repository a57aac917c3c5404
//! Fixture builders shared by the unit tests.

use crate::domain::{DishSnapshot, MealRecord, MealType, Nutrition};
use chrono::{TimeZone, Utc};
use uuid::Uuid;

pub fn dish(name: &str, cuisine: &str, calories: i32) -> DishSnapshot {
    DishSnapshot {
        id: Uuid::new_v4(),
        name: name.to_string(),
        cuisine: cuisine.to_string(),
        calories,
        nutrition: Nutrition::default(),
        ingredients: Vec::new(),
        prep_time: 20,
        difficulty: "easy".to_string(),
        image: String::new(),
    }
}

pub fn with_ingredients(mut dish: DishSnapshot, ingredients: &[&str]) -> DishSnapshot {
    dish.ingredients = ingredients.iter().map(|i| i.to_string()).collect();
    dish
}

pub fn with_nutrition(mut dish: DishSnapshot, protein: i32, carbs: i32, fat: i32) -> DishSnapshot {
    dish.nutrition = Nutrition {
        protein,
        carbs,
        fat,
        fiber: 5,
        sugar: 2,
        sodium: 400,
    };
    dish
}

pub fn meal(year: i32, month: u32, day: u32, meal_type: MealType, dish: &DishSnapshot) -> MealRecord {
    let hour = match meal_type {
        MealType::Breakfast => 8,
        MealType::Lunch => 13,
        MealType::Snack => 17,
        MealType::Dinner => 20,
    };
    MealRecord {
        meal_id: Uuid::new_v4(),
        date: Utc.with_ymd_and_hms(year, month, day, hour, 0, 0).unwrap(),
        meal_type,
        dish: dish.clone(),
        notes: String::new(),
        rating: 0,
    }
}
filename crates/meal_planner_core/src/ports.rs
//! crates/meal_planner_core/src/ports.rs
//!
//! Defines the service contracts (traits) the insights engine depends on.
//! The engine itself never touches storage; everything it reads arrives
//! through these ports.

use crate::domain::{DishFilter, DishSnapshot, MealEntry, NutritionGoals};
use async_trait::async_trait;
use chrono::{DateTime, Utc};
use uuid::Uuid;

//=========================================================================================
// Generic Port Error and Result Types
//=========================================================================================

/// A generic error type for all port operations.
/// This abstracts away the specific errors from external services (e.g., database, network).
#[derive(Debug, thiserror::Error)]
pub enum PortError {
    #[error("An unexpected error occurred: {0}")]
    Unexpected(String),
}

/// A convenience type alias for `Result<T, PortError>`.
pub type PortResult<T> = Result<T, PortError>;

//=========================================================================================
// Service Ports (Traits)
//=========================================================================================

#[async_trait]
pub trait MealRepository: Send + Sync {
    // --- Meals ---
    /// Meals of `user_id` whose timestamp lies in `[start, end]`, oldest first.
    async fn meals_in_range(
        &self,
        user_id: Uuid,
        start: DateTime<Utc>,
        end: DateTime<Utc>,
    ) -> PortResult<Vec<MealEntry>>;

    // --- Dishes ---
    /// Resolves a set of dish ids in one round trip. Unknown ids are simply absent.
    async fn dishes_by_ids(&self, ids: &[Uuid]) -> PortResult<Vec<DishSnapshot>>;

    /// One page of the catalog in its natural order. `page` is 1-based.
    async fn dish_catalog(
        &self,
        filter: &DishFilter,
        page: u32,
        limit: u32,
    ) -> PortResult<Vec<DishSnapshot>>;

    // --- Nutrition Goals ---
    /// Stored goals; a user who never set any gets `NutritionGoals::default()`.
    async fn nutrition_goals(&self, user_id: Uuid) -> PortResult<NutritionGoals>;

    async fn update_nutrition_goals(
        &self,
        user_id: Uuid,
        goals: NutritionGoals,
    ) -> PortResult<NutritionGoals>;
}
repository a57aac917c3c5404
//! crates/meal_planner_core/src/service.rs
//!
//! Request-level orchestration: fetch once through the repository port, join,
//! then hand the in-memory records to the matching reducer.

use crate::analytics;
use crate::domain::{
    AnalyticsResult, DailyTargets, DishFilter, MealRecord, MealType, NutritionGoals,
    NutritionProgress, Recommendations, ShoppingList,
};
use crate::join::{distinct_dish_ids, join_meals};
use crate::nutrition;
use crate::ports::{MealRepository, PortError};
use crate::recommendations::{self, MAX_RECOMMENDATIONS};
use crate::shopping;
use crate::window::DateWindow;
use chrono::NaiveDate;
use std::sync::Arc;
use tracing::{debug, error};
use uuid::Uuid;

/// Catalog entries considered as recommendation candidates by default.
pub const DEFAULT_CATALOG_SAMPLE_SIZE: u32 = 20;

#[derive(Debug, thiserror::Error)]
pub enum InsightsError {
    /// A read or write through the repository failed. Never retried.
    #[error("failed to get {operation}")]
    Upstream {
        operation: &'static str,
        #[source]
        source: PortError,
    },
}

pub type InsightsResult<T> = Result<T, InsightsError>;

/// Runs the insight reducers for one user at a time.
#[derive(Clone)]
pub struct InsightsService {
    repo: Arc<dyn MealRepository>,
    catalog_sample_size: u32,
}

impl InsightsService {
    pub fn new(repo: Arc<dyn MealRepository>) -> Self {
        Self {
            repo,
            catalog_sample_size: DEFAULT_CATALOG_SAMPLE_SIZE,
        }
    }

    pub fn with_catalog_sample_size(mut self, size: u32) -> Self {
        self.catalog_sample_size = size.max(1);
        self
    }

    /// Analytics over the `period` days ending with `today`.
    pub async fn analytics(
        &self,
        user_id: Uuid,
        period: u32,
        today: NaiveDate,
    ) -> InsightsResult<AnalyticsResult> {
        const OP: &str = "analytics";
        let window = DateWindow::trailing(today, period);
        let meals = self.joined_meals(user_id, &window, OP).await?;
        Ok(analytics::analyze(&meals, period))
    }

    /// Daily nutrition against the user's goals over the `period` days ending with `today`.
    pub async fn nutrition_progress(
        &self,
        user_id: Uuid,
        period: u32,
        today: NaiveDate,
    ) -> InsightsResult<NutritionProgress> {
        const OP: &str = "nutrition progress";
        let goals = self.nutrition_goals(user_id).await?;
        let window = DateWindow::trailing(today, period);
        let meals = self.joined_meals(user_id, &window, OP).await?;
        Ok(nutrition::progress(&meals, goals, period))
    }

    /// Ingredients needed for the meals logged from `start` through `end`.
    pub async fn shopping_list(
        &self,
        user_id: Uuid,
        start: NaiveDate,
        end: NaiveDate,
    ) -> InsightsResult<ShoppingList> {
        const OP: &str = "meals for shopping list";
        let window = DateWindow::new(start, end);
        let meals = self.joined_meals(user_id, &window, OP).await?;
        Ok(shopping::build_list(&meals, start, end))
    }

    /// Dishes to try for `meal_type` on `date`.
    pub async fn recommendations(
        &self,
        user_id: Uuid,
        meal_type: MealType,
        date: NaiveDate,
    ) -> InsightsResult<Recommendations> {
        const OP: &str = "recommendations";
        let window = DateWindow::lookback(date);
        let recent = self.joined_meals(user_id, &window, OP).await?;
        let candidates = self
            .repo
            .dish_catalog(&DishFilter::default(), 1, self.catalog_sample_size)
            .await
            .map_err(|e| upstream(OP, user_id, e))?;

        debug!(
            %user_id,
            meal_type = %meal_type,
            recent = recent.len(),
            candidates = candidates.len(),
            "Scoring recommendation candidates"
        );
        Ok(recommendations::recommend(
            &recent,
            &candidates,
            meal_type,
            date,
            MAX_RECOMMENDATIONS,
        ))
    }

    /// The user's goals with defaults filled in.
    pub async fn nutrition_goals(&self, user_id: Uuid) -> InsightsResult<DailyTargets> {
        let goals = self
            .repo
            .nutrition_goals(user_id)
            .await
            .map_err(|e| upstream("nutrition goals", user_id, e))?;
        Ok(goals.resolve())
    }

    /// Stores `goals` as given and returns them with defaults filled in.
    pub async fn update_nutrition_goals(
        &self,
        user_id: Uuid,
        goals: NutritionGoals,
    ) -> InsightsResult<DailyTargets> {
        let stored = self
            .repo
            .update_nutrition_goals(user_id, goals)
            .await
            .map_err(|e| upstream("updated nutrition goals", user_id, e))?;
        Ok(stored.resolve())
    }

    /// Meals in `window` with dishes resolved by a single batch lookup.
    async fn joined_meals(
        &self,
        user_id: Uuid,
        window: &DateWindow,
        operation: &'static str,
    ) -> InsightsResult<Vec<MealRecord>> {
        let entries = self
            .repo
            .meals_in_range(user_id, window.start(), window.end())
            .await
            .map_err(|e| upstream(operation, user_id, e))?;
        if entries.is_empty() {
            return Ok(Vec::new());
        }

        let dishes = self
            .repo
            .dishes_by_ids(&distinct_dish_ids(&entries))
            .await
            .map_err(|e| upstream(operation, user_id, e))?;

        let outcome = join_meals(entries, dishes);
        debug!(
            %user_id,
            joined = outcome.records.len(),
            skipped = outcome.skipped,
            "Joined meals with dishes"
        );
        Ok(outcome.records)
    }
}

fn upstream(operation: &'static str, user_id: Uuid, source: PortError) -> InsightsError {
    error!(%user_id, error = %source, "Failed to get {}", operation);
    InsightsError::Upstream { operation, source }
}
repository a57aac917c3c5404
pub mod adapters;
pub mod config;
pub mod error;
pub mod web;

■ Your assignment
Everything above from the line containing "(e.g., database, network)." through the line containing "A convenience type" must be copied exactly. Nothing outside that range belongs in the answer.

■ Task output
/// This abstracts away the specific errors from external services (e.g., database, network).
#[derive(Debug, thiserror::Error)]
pub enum PortError {
    #[error("An unexpected error occurred: {0}")]
    Unexpected(String),
}

/// A convenience type alias for `Result<T, PortError>`.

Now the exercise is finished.